Zu weiteren Ermittlungen sah sich der Senat im Hinblick auf das überzeugende Gutachten von Dr. E. nicht von Amts wegen und auch nicht im Rahmen der vom Kläger beantragten Beweisaufnahme nach § 109 SGG veranlasst. Dem Kläger war auf telefonische Erläuterung seines Bevollmächtigten bereits eine wohlwollend großzügige Frist zur Einzahlung eines Kostenvorschusses gesetzt worden. Innerhalb dieser Frist hat der Kläger die richterlichen Auflagen nicht erfüllt, weshalb der Senat ohne die beantragte Gutachterbestellung nach § 109 SGG in der Sache entscheiden konnte. Die beantragte Verlängerung der bereits wohlwollend bemessenen Einzahlungsfrist war unter Würdigung des Interesses der Beklagten an einer sachgerecht wahrgenommenen Prozessförderung durch das Gericht nicht vertretbar.

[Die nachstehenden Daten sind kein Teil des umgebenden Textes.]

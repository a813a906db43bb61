//! Key registry: numeric record id → key name.
//!
//! The registry is read-only once built. Declaration order matters: it is the
//! order in which matches are reported and key names are listed.
//!
//! Several entries may share one id (the built-in table maps 0x01A3 to both
//! `usb_device_id` and `usb_revision_id`, which looks like a transcription slip
//! in the firmware table but is kept as is). `lookup` returns the canonical
//! (first declared) entry, `lookup_all` returns every one of them.

use crate::errors::{Result, TffsError};
use serde::{Deserialize, Serialize};
use std::collections::HashMap;
use std::fs;
use std::path::Path;
use std::sync::OnceLock;

const BUILTIN_KEYS: &[(u32, &str)] = &[
    (0x0100, "hw_revision"),
    (0x0101, "productid"),
    (0x0102, "serialnumber"),
    (0x0103, "dmc"),
    (0x0104, "hw_subrevision"),
    (0x0182, "bootloader_version"),
    (0x0184, "macbluetooth"),
    (0x0188, "maca"),
    (0x0189, "macb"),
    (0x018A, "macwlan"),
    (0x018B, "macdsl"),
    (0x018F, "my_ipaddress"),
    (0x0195, "macwlan2"),
    (0x01A3, "usb_device_id"),
    (0x01A3, "usb_revision_id"),
    (0x01A4, "usb_device_name"),
    (0x01A5, "usb_manufacturer_name"),
    (0x01A6, "firmware_version"),
    (0x01A7, "language"),
    (0x01A8, "country"),
    (0x01A9, "annex"),
    (0x01AB, "wlan_key"),
    (0x01AD, "http_key"),
    (0x01B8, "wlan_cal"),
    (0x01FD, "urlader_version"),
];

#[derive(Debug, Clone, PartialEq, Eq, Serialize, Deserialize)]
pub struct RegistryEntry {
    pub id: u32,
    pub name: String,
}

impl RegistryEntry {
    pub fn new(id: u32, name: impl Into<String>) -> Self {
        Self { id, name: name.into() }
    }
}

#[derive(Debug, Clone)]
pub struct KeyRegistry {
    entries: Vec<RegistryEntry>,
    by_id: HashMap<u32, Vec<usize>>, // id -> positions in `entries`, ascending
}

impl KeyRegistry {
    pub fn new(entries: Vec<RegistryEntry>) -> Self {
        let mut by_id: HashMap<u32, Vec<usize>> = HashMap::new();
        for (pos, e) in entries.iter().enumerate() {
            by_id.entry(e.id).or_default().push(pos);
        }
        Self { entries, by_id }
    }

    /// Process-wide table of keys known from AVM firmware.
    pub fn builtin() -> &'static KeyRegistry {
        static BUILTIN: OnceLock<KeyRegistry> = OnceLock::new();
        BUILTIN.get_or_init(|| {
            KeyRegistry::new(
                BUILTIN_KEYS
                    .iter()
                    .map(|&(id, name)| RegistryEntry::new(id, name))
                    .collect(),
            )
        })
    }

    /// Load-time table: JSON array of `{ "id": .., "name": .. }`.
    pub fn load(path: &Path) -> Result<Self> {
        let s = fs::read_to_string(path)?;
        let entries: Vec<RegistryEntry> = serde_json::from_str(&s)?;
        if entries.is_empty() {
            return Err(TffsError::InvalidRegistry("no entries".into()));
        }
        if let Some(e) = entries.iter().find(|e| e.name.trim().is_empty()) {
            return Err(TffsError::InvalidRegistry(format!("empty name for id {:#06x}", e.id)));
        }
        Ok(Self::new(entries))
    }

    /// Canonical entry for `id`: the first one declared.
    pub fn lookup(&self, id: u32) -> Option<&RegistryEntry> {
        self.positions(id).first().map(|&p| &self.entries[p])
    }

    /// Every entry whose id is `id`, in declaration order.
    pub fn lookup_all(&self, id: u32) -> impl Iterator<Item = &RegistryEntry> + '_ {
        self.positions(id).iter().map(move |&p| &self.entries[p])
    }

    pub fn by_name(&self, name: &str) -> Option<&RegistryEntry> {
        self.entries.iter().find(|e| e.name == name)
    }

    pub fn entries(&self) -> &[RegistryEntry] { &self.entries }
    pub fn len(&self) -> usize { self.entries.len() }
    pub fn is_empty(&self) -> bool { self.entries.is_empty() }

    pub(crate) fn positions(&self, id: u32) -> &[usize] {
        self.by_id.get(&id).map(Vec::as_slice).unwrap_or(&[])
    }
}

Zudem kam die Fristverlängerung auch deshalb nicht in Betracht, da nach dem Vorbringen des Klägers (Schriftsatz des Klägerbevollmächtigten vom 21.11.2014) die von ihm angenommene Zahlungsfähigkeit durch einen eventuellen Lohnsteuerjahresausgleich weder dem Grunde nach noch zum angenommenen Zeitpunkt sicher ist.

Die Kostenentscheidung beruht auf § 193 SGG.

Gründe für die Zulassung der Revision liegen nicht vor.